PROBLEM REQUIREMENTS:
The answer must be the data, repeated exactly.
--------
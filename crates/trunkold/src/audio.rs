//! Audio routing and playback
//!
//! Decoded call audio moves through three pieces. [`AudioPacket`]s
//! carry samples from decoder channels. The [`OutputPool`] arbitrates
//! a bounded set of [`AudioOutput`]s between sources, by priority,
//! with preemption and inactivity reclaim. [`PlaybackManager`] puts
//! the pool on its own thread behind a channel so producers never
//! touch a device directly.
//!
//! The pool can also be driven directly, without the thread, by
//! anything that already has a processing loop and a clock.

mod output;
mod packet;
mod playback;
mod pool;

pub use output::AudioOutput;
pub use packet::{AudioPacket, PacketKind, SourceId, SourceIds};
pub use playback::{PlaybackBuilder, PlaybackError, PlaybackManager, DRAIN_INTERVAL};
pub use pool::{OutputPool, STALL_TIMEOUT, STOP_GRACE_PERIOD};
--------
EXPECTED ANSWER:
filename crates/trunkold/src/audio.rs
//! Audio routing and playback
//!
//! Decoded call audio moves through three pieces. [`AudioPacket`]s
//! carry samples from decoder channels. The [`OutputPool`] arbitrates
//! a bounded set of [`AudioOutput`]s between sources, by priority,
//! with preemption and inactivity reclaim. [`PlaybackManager`] puts
//! the pool on its own thread behind a channel so producers never
//! touch a device directly.
//!
//! The pool can also be driven directly, without the thread, by
//! anything that already has a processing loop and a clock.

mod output;
mod packet;
mod playback;
mod pool;

pub use output::AudioOutput;
pub use packet::{AudioPacket, PacketKind, SourceId, SourceIds};
pub use playback::{PlaybackBuilder, PlaybackError, PlaybackManager, DRAIN_INTERVAL};
pub use pool::{OutputPool, STALL_TIMEOUT, STOP_GRACE_PERIOD};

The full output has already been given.